スープの材料は塩漬けのキノコと数種の根菜。キノコから塩けとダシがでるので味付けは少しの野生ハーブで済ませる。塩以外、すべて自家製の完全自給自足料理だ。
「ククリールの時はホント楽しみ」
「なんでこんなに違うかな」
「材料も作り方も同じなんだけどなぁ」
「アンタん時は一番マズイ」
「な、そういうアンタのだって塩辛いしー」
「だよねー」
「えーっ」
「それなら私は――」
ここは食堂。みんな楽しそうに食事は進む。いやルルーチィがもたらした朗報で普段以上に賑やかだ。
「ねえルルーチィ、オクエンにはもっとおいしいスープとかあるの?」
「聞きたーい」
「教えてー」
オクエン国王の救済によって組織が解体され、暗殺仕事から足を洗うことになった彼女達。今から浮かれているのだ。
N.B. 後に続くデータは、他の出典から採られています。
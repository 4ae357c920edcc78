//! # Record Indexer Shared
//!
//! Data model shared by the record indexer crates: the fetched [`Record`],
//! the encoded [`IndexDocument`], the per-job [`JobArgs`] and the
//! [`ServiceConfig`] handed over by the host.

pub mod config;
pub mod document;
pub mod errors;
pub mod job;
pub mod record;

pub use config::{IdType, ServiceConfig};
pub use document::IndexDocument;
pub use errors::{ConfigError, ParamsError};
pub use job::JobArgs;
pub use record::Record;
「あるよ。具が肉だったり、貝や魚だったり。それに味付けも塩だけじゃなくて、バターやミルクも使うし、テールや干し魚でダシを取ったり組み合わせは無数にあるんだよ」
「ミルク!」
「テール?」
「なにソレおいしそう」
「とってもおいしいよ。みんなもきっと気に入るものがあると思う」
「キャー!!」
「でもね?」
「ん?」
「久しぶりに食べたココのスープが一番だと思うな。私は――」
「?」
みんなが困惑してる中で大人であるサーだけがその意味を理解し微笑んでいた。
そんな幸せな昼食もやがて終わり、ルルーチィは頭領の返書をオクエン王に届けるために里を再び出発する。
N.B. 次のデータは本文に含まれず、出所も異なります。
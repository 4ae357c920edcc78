//! One-shot job runner.
//!
//! Parses the job parameters and configuration, runs the pipeline and reports
//! the outcome to the host. Setup failures are reported exactly like pipeline
//! failures, so the host always receives one completion signal.

use std::collections::HashMap;
use std::future::{pending, Future};
use std::io;

use tracing::{error, instrument, warn};

use crate::config::Dependencies;
use crate::IndexingError;
use record_indexer_pipeline::{report, JobError, JobHandler, JobHost, JobOutcome};
use record_indexer_shared::{JobArgs, ServiceConfig};

/// Run one job and signal its outcome to `host`.
///
/// # Arguments
///
/// * `params_xml` - The host's `<params>` fragment
/// * `values` - The configuration mapping
/// * `host` - Receives `completed_job` or `failed_job`
#[instrument(skip_all)]
pub async fn run_job(
    params_xml: &str,
    values: &HashMap<String, String>,
    host: &dyn JobHost,
) -> JobOutcome {
    let outcome = match prepare(params_xml, values) {
        Ok((args, config, deps)) => deps.driver.run(&args, &config, host).await,
        Err(e) => {
            error!(error = %e, "Job setup failed");
            JobOutcome::Failed {
                message: e.to_string(),
                retryable: e.is_retryable(),
            }
        }
    };

    report(&outcome, host);
    outcome
}

/// Resolve once `signal` fires.
///
/// A signal listener that cannot be installed never resolves, so the job is
/// left to finish on its own.
pub async fn interrupted<F>(signal: F)
where
    F: Future<Output = io::Result<()>>,
{
    if let Err(e) = signal.await {
        warn!(error = %e, "Failed to listen for shutdown signal");
        pending::<()>().await;
    }
}

fn prepare(
    params_xml: &str,
    values: &HashMap<String, String>,
) -> Result<(JobArgs, ServiceConfig, Dependencies), IndexingError> {
    let args = JobArgs::from_xml(params_xml).map_err(JobError::from)?;
    let config = ServiceConfig::from_map(values).map_err(JobError::from)?;
    let deps = Dependencies::new(&config)?;
    Ok((args, config, deps))
}

#[cfg(test)]
mod tests {
    use super::*;
    use httpmock::prelude::*;
    use record_indexer_pipeline::TracingHost;
    use sqlx::{AnyConnection, Connection};
    use tempfile::TempDir;

    async fn setup_items_db() -> (String, TempDir) {
        sqlx::any::install_default_drivers();

        let temp_dir = tempfile::tempdir().unwrap();
        let db_path = temp_dir.path().join("catalog.db");
        let mut conn = AnyConnection::connect(&format!("sqlite://{}?mode=rwc", db_path.display()))
            .await
            .unwrap();
        sqlx::query("CREATE TABLE items (id INTEGER PRIMARY KEY, sku TEXT, title TEXT, stock INTEGER)")
            .execute(&mut conn)
            .await
            .unwrap();
        sqlx::query("INSERT INTO items (id, sku, title, stock) VALUES (42, 'A1', 'Widget', 3)")
            .execute(&mut conn)
            .await
            .unwrap();
        conn.close().await.unwrap();

        (format!("sqlite://{}", db_path.display()), temp_dir)
    }

    fn values(dsn: &str, endpoint: &str) -> HashMap<String, String> {
        [
            ("index_endpoint", endpoint),
            ("source_dsn", dsn),
            ("source_user", "indexer"),
            ("source_password", "secret"),
            ("source_tb", "items"),
            ("source_fields", "sku,title"),
            ("source_id_field", "id"),
            ("index_timeout_secs", "5"),
        ]
        .into_iter()
        .map(|(k, v)| (k.to_string(), v.to_string()))
        .collect()
    }

    #[tokio::test]
    async fn test_record_indexed_end_to_end() {
        let (dsn, _dir) = setup_items_db().await;
        let server = MockServer::start_async().await;
        let update = server
            .mock_async(|when, then| {
                when.method(POST)
                    .path("/solr/update")
                    .header("content-type", "text/xml; charset=utf-8")
                    .body_contains("<add><doc>")
                    .body_contains(r#"<field name="sku">A1</field>"#)
                    .body_contains(r#"<field name="title">Widget</field>"#)
                    .body_contains("</doc></add>");
                then.status(200).body(r#"{"responseHeader":{"status":0,"QTime":2}}"#);
            })
            .await;
        let host = TracingHost::new();

        let outcome = run_job(
            "<params><id>42</id></params>",
            &values(&dsn, &server.url("/solr")),
            &host,
        )
        .await;

        assert_eq!(
            outcome,
            JobOutcome::Completed {
                status: "200 OK".to_string()
            }
        );
        assert!(host.completed());
        update.assert_async().await;
    }

    #[tokio::test]
    async fn test_index_rejection_fails_job() {
        let (dsn, _dir) = setup_items_db().await;
        let server = MockServer::start_async().await;
        server
            .mock_async(|when, then| {
                when.method(POST).path("/solr/update");
                then.status(503).body("Service Unavailable");
            })
            .await;
        let host = TracingHost::new();

        let outcome = run_job(
            "<params><id>42</id></params>",
            &values(&dsn, &server.url("/solr")),
            &host,
        )
        .await;

        match outcome {
            JobOutcome::Failed { message, retryable } => {
                assert!(message.contains("503 Service Unavailable"));
                assert!(retryable);
            }
            other => panic!("expected failure, got {:?}", other),
        }
        assert!(host.failed());
    }

    #[tokio::test]
    async fn test_unknown_id_never_reaches_index() {
        let (dsn, _dir) = setup_items_db().await;
        let server = MockServer::start_async().await;
        let update = server
            .mock_async(|when, then| {
                when.method(POST).path("/solr/update");
                then.status(200);
            })
            .await;
        let host = TracingHost::new();

        let outcome = run_job(
            "<params><id>9000</id></params>",
            &values(&dsn, &server.url("/solr")),
            &host,
        )
        .await;

        assert!(!outcome.is_completed());
        assert!(host.failed());
        update.assert_hits_async(0).await;
    }

    #[tokio::test]
    async fn test_missing_configuration_fails_job() {
        let mut values = values("sqlite:///tmp/unused.db", "http://localhost:8983/solr");
        values.remove("source_tb");
        let host = TracingHost::new();

        let outcome = run_job("<params><id>42</id></params>", &values, &host).await;

        assert_eq!(
            outcome,
            JobOutcome::Failed {
                message: "Configuration error: Missing configuration value: source_tb".to_string(),
                retryable: false,
            }
        );
        assert!(host.failed());
    }

    #[tokio::test]
    async fn test_interrupted_on_signal() {
        let fired = tokio::time::timeout(
            std::time::Duration::from_secs(1),
            interrupted(async { Ok(()) }),
        )
        .await;

        assert!(fired.is_ok());
    }

    #[tokio::test(start_paused = true)]
    async fn test_failed_signal_listener_never_interrupts() {
        let fired = tokio::time::timeout(
            std::time::Duration::from_secs(60),
            interrupted(async { Err(io::Error::other("no signal driver")) }),
        )
        .await;

        assert!(fired.is_err());
    }

    #[tokio::test]
    async fn test_malformed_params_fail_job() {
        let host = TracingHost::new();

        let outcome = run_job(
            "<params><id>42</params>",
            &values("sqlite:///tmp/unused.db", "http://localhost:8983/solr"),
            &host,
        )
        .await;

        match outcome {
            JobOutcome::Failed { message, retryable } => {
                assert!(message.starts_with("Invalid job parameters"));
                assert!(!retryable);
            }
            other => panic!("expected failure, got {:?}", other),
        }
    }
}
「みんな必ずこの返書は届けるから。そしたらみんなで幸せになろう」
「ルルーチィ、ありがとう」
「待ってるからー」
「あなたに幸運がありますように」
「ルルお姉ちゃん、バイバーイ」
「バイバーイ」
総出で見送りしてくれた。
そしてフモトのダミー村到着するが、今回は挨拶だけで素通り。
もう悠長に構える時間はない。
一刻も早く次の段取りをたてないといけない。
(みんな、どんな仕事が似合うかなあ。ククリールは料理屋さん? カシールやミミーリとかは血の気が多いからやっぱ戦士かなあ。でもそれはちょっと可哀想かな。サーは頭領の世話とみんなの管理をって今までどうりか。他になにかいい仕事探してあげたいなあ)
道中、そんな幸せな妄想が止め処なく湧いてくる。
(まず最初は美味しいモノを食べに連れていってあげようかな。串焼きのお肉や鳥のから揚げなんて驚くだろうなあ。私がそうだったみたいに。だから今度はみんなにもそうしてあげたいんだ。いろんなことをみんなに知ってほしいんだ!)
ニヤニヤがとまらない顔。
その足取りも残り体力を考えずに走り出してしまう。
「イヤッホー!!」
そわそわしているのはルルーチィだけでない。里に残っているみんなも同様だ。
「いつごろ到着するかな?」
「ルルーチィの足なら三日、いや二日かも」
「馬より速いもんね」
「遅くても一週間後には、私達?」
「そうよ、王宮で働くの。そしたら舞踏会で、異国の王子様に出会うのよ?」
「キャー!!」
畑作業をしながら雑談は続く。
「でも出会うだけだろ?」
「そうそう給仕係を王子様が相手するかっての」
横から茶々を入れる二人組み。
「夢がないなあ、カシールとミミーリの二人は」
「私らは大人だからな」
「それにちゃんと夢だって持ってるての」
「どんな?」
「私らは――」
「そう、王国騎士団に入る!」
『……』テンション下がりましたー
「チビ達はやっぱ学校に――」
「そだな」
「私も学校行ってみたい」
「それ私も」
「オイ! お前らー!」
「人に宣言させておいてー!」
「だってツマンナーイ」
「今までと同じじゃん」
「だよねー」
「ば、お前ら、全然チゲーし」
「コラ! 無駄話もいい加減にしろ!」
「はーい」
「へーい」
「ふぅ(まったく)」
サーに注意されても懲りてない様子。
みんな夢は色々あるようで。でも……
(みんなは何でそんなに嬉しそうなんだろう……なんで?)
みんなの会話の中、ククリールは静かな笑みを浮かべたまま沈黙していた。